Cet article s’inscrit dans le cadre d’une vaste étude intitulée "Balzac et le Martinisme". Pour en consulter le plan. Pour revenir à la page précédente...

Même si Séraphîta est toute imprégnée de l’atmosphère Swedenborgienne du fait que la nouvelle se déroule en Norvège dans la vallée du Jarvis supposée marquée par la présence du "Bouddha du Nord", il n’en reste pas moins que cette vivante allégorie de Sophia et de l’Androgyne est éclairée magnifiquement par les conceptions de Jacob Boehme et de Louis-Claude de Saint-Martin.

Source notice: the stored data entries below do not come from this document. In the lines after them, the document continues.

//! Shared helpers for the session integration tests.

use std::sync::Arc;

use jsonwebtoken::{EncodingKey, Header};
use serde::Serialize;
use stockroom_session::{
    HttpTokenRefresher, ManualClock, MemoryTokenStore, SessionManager, TokenStore,
};
use wiremock::MockServer;

/// Fixed "now" for every test clock.
pub const NOW: i64 = 1_750_000_000;

#[derive(Serialize)]
struct Claims {
    token_type: &'static str,
    exp: i64,
    jti: String,
    user_id: u64,
}

/// Mint an HS256 token of `kind` expiring at `exp`.
pub fn mint(kind: &'static str, exp: i64) -> String {
    jsonwebtoken::encode(
        &Header::default(),
        &Claims {
            token_type: kind,
            exp,
            jti: format!("{kind}-{exp}"),
            user_id: 42,
        },
        &EncodingKey::from_secret(b"integration-secret"),
    )
    .expect("token encodes")
}

/// Session wired to a mock backend.
pub struct Harness {
    pub server: MockServer,
    pub store: Arc<MemoryTokenStore>,
    pub session: SessionManager,
    pub clock: Arc<ManualClock>,
}

impl Harness {
    /// Start a mock backend and a session whose API lives under `/api`.
    pub async fn start() -> Self {
        let server = MockServer::start().await;
        let store = Arc::new(MemoryTokenStore::new());
        let clock = Arc::new(ManualClock::new(NOW));
        let refresher = HttpTokenRefresher::new(&format!("{}/api", server.uri()));
        let session = SessionManager::builder(
            Arc::clone(&store) as Arc<dyn TokenStore>,
            Arc::new(refresher),
        )
        .clock(Arc::clone(&clock) as Arc<dyn stockroom_session::Clock>)
        .build();
        Self {
            server,
            store,
            session,
            clock,
        }
    }
}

Séraphîtus Séraphîta est bien l’Androgyne tel que le conçoit Boehme, il transcende la condition de la sexualité humaine ordinaire et plane au-dessus des passions que tentent de lui inspirer Nina et Wilfrid. Séraphîta a retrouvé l’état d’origine. A la fin, tout est comme au commencement. L’évolution est achevée.

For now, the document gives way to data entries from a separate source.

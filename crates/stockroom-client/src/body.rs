//! Request bodies the pipeline can replay.

use bytes::Bytes;
use serde::Serialize;

use crate::error::Result;

/// Body of an outbound API request.
///
/// Cloning is cheap (`Bytes`), which lets the pipeline replay a request
/// after a token refresh.
#[derive(Debug, Clone, Default, PartialEq, Eq)]
pub enum ApiBody {
    /// No body.
    #[default]
    Empty,
    /// A serialized JSON document.
    Json(Bytes),
    /// A pre-encoded multipart form. `content_type` carries the boundary.
    Multipart {
        /// Full `multipart/form-data; boundary=...` value.
        content_type: String,
        /// Encoded form.
        bytes: Bytes,
    },
}

impl ApiBody {
    /// Serialize `value` as a JSON body.
    pub fn json<T: Serialize + ?Sized>(value: &T) -> Result<Self> {
        Ok(Self::Json(Bytes::from(serde_json::to_vec(value)?)))
    }

    /// Wrap an already encoded multipart form.
    pub fn multipart(content_type: impl Into<String>, bytes: impl Into<Bytes>) -> Self {
        Self::Multipart {
            content_type: content_type.into(),
            bytes: bytes.into(),
        }
    }

    /// Returns `true` for multipart bodies.
    pub fn is_multipart(&self) -> bool {
        matches!(self, Self::Multipart { .. })
    }

    /// Payload bytes, if any.
    pub fn bytes(&self) -> Option<&Bytes> {
        match self {
            Self::Empty => None,
            Self::Json(bytes) | Self::Multipart { bytes, .. } => Some(bytes),
        }
    }
}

Séraphîta a pu concilier les contraires, homme femme, corps terrestre et corps céleste. C’est un ange incarné.

Elle manifeste tous les pouvoirs thaumaturgiques de la créature céleste. Par ce fait, sa communication avec les humains ordinaires est presque impossible. En tant que corps, elle ne peut satisfaire le désir de Wilfrid, en tant qu’esprit, elle ne peut s’adresser à lui que dans ses songes. Dans ses songes, l’homme est en communication avec le monde des esprits mais cet état est chez lui inconscient. L’être intérieur est sans pouvoir sur l’être extérieur, contrairement à Séraphîta qui, comme Louis Lambert par ailleurs, semble presque écrasée par la puissance de l’énergie de l’âme.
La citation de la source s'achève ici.